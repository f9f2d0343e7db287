use anyhow::{Context, Result};
use serde::Serialize;
use std::fs;
use std::path::Path;
use tracing::{debug, info};

use crate::lexicons::{Big5Trait, TFIDF_TERMS};
use crate::models::{EntryRecord, FeedbackRecord, PeriodSummary};

fn write_json<T: Serialize>(path: std::path::PathBuf, value: &T) -> Result<()> {
    fs::write(&path, serde_json::to_vec_pretty(value)?)
        .with_context(|| format!("writing {}", path.display()))?;
    debug!("Wrote {}", path.display());
    Ok(())
}

/// Column header of the augmented table. Presentation layers depend on
/// these exact names.
fn csv_header() -> Vec<String> {
    let mut header: Vec<String> = [
        "id",
        "text",
        "text_clean",
        "date",
        "emotion",
        "bias/distortion",
        "context",
        "text_length",
        "word_count",
        "polarity",
        "subjectivity",
        "sentiment_label",
        "cogdist_keyword_count",
        "neg_emotion_word_count",
    ]
    .iter()
    .map(|s| s.to_string())
    .collect();
    for t in Big5Trait::ALL {
        header.push(t.column());
    }
    for term in TFIDF_TERMS {
        header.push(format!("tfidf_{}", term));
    }
    header.extend(
        ["quirk_cluster", "peer_group", "detected_distortions", "distortion_count"]
            .iter()
            .map(|s| s.to_string()),
    );
    header
}

fn csv_row(rec: &EntryRecord) -> Vec<String> {
    let e = &rec.entry;
    let f = &rec.features;
    let mut row = vec![
        e.id.to_string(),
        e.raw_text.clone(),
        e.normalized_text.clone(),
        e.date.map(|d| d.format("%Y-%m-%d").to_string()).unwrap_or_default(),
        e.emotion.clone().unwrap_or_default(),
        e.annotated_distortion.clone().unwrap_or_default(),
        e.context.clone().unwrap_or_default(),
        f.text_length.to_string(),
        f.word_count.to_string(),
        format!("{:.6}", f.polarity),
        format!("{:.6}", f.subjectivity),
        f.sentiment_label.to_string(),
        f.cogdist_keyword_count.to_string(),
        f.neg_emotion_word_count.to_string(),
    ];
    for t in Big5Trait::ALL {
        row.push(f.big5_score(t).to_string());
    }
    for w in &f.tfidf {
        row.push(format!("{:.6}", w));
    }
    row.push(rec.clusters.quirk_cluster.to_string());
    row.push(rec.clusters.peer_group.to_string());
    row.push(rec.distortions.labels().join("; "));
    row.push(rec.distortions.count().to_string());
    row
}

pub fn write_features_csv(path: &Path, records: &[EntryRecord]) -> Result<()> {
    let mut wtr = csv::Writer::from_path(path)
        .with_context(|| format!("creating {}", path.display()))?;
    wtr.write_record(csv_header())?;
    for rec in records {
        wtr.write_record(csv_row(rec))?;
    }
    wtr.flush()?;
    debug!("Wrote {}", path.display());
    Ok(())
}

/// Persist every run artifact under `out_dir`: the augmented table, the
/// two summary tables, and the rendered report.
pub fn write_outputs(
    out_dir: &Path,
    records: &[EntryRecord],
    summaries: &[PeriodSummary],
    feedback: &[FeedbackRecord],
    report_text: &str,
) -> Result<()> {
    let start = std::time::Instant::now();
    fs::create_dir_all(out_dir).with_context(|| format!("create {}", out_dir.display()))?;

    write_features_csv(&out_dir.join("journal_features.csv"), records)?;
    write_json(out_dir.join("period_summary.json"), &summaries)?;
    write_json(out_dir.join("period_feedback.json"), &feedback)?;
    fs::write(out_dir.join("report.txt"), report_text.as_bytes())
        .context("writing report.txt")?;

    info!(
        "Output persisted - directory={}, rows={}, periods={}, duration={:.2}s",
        out_dir.display(),
        records.len(),
        summaries.len(),
        start.elapsed().as_secs_f32()
    );
    Ok(())
}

Activity: Line count for the string "FeedbackRecord": work it out from the records above and reply with the number alone.

Output of the exercise: 2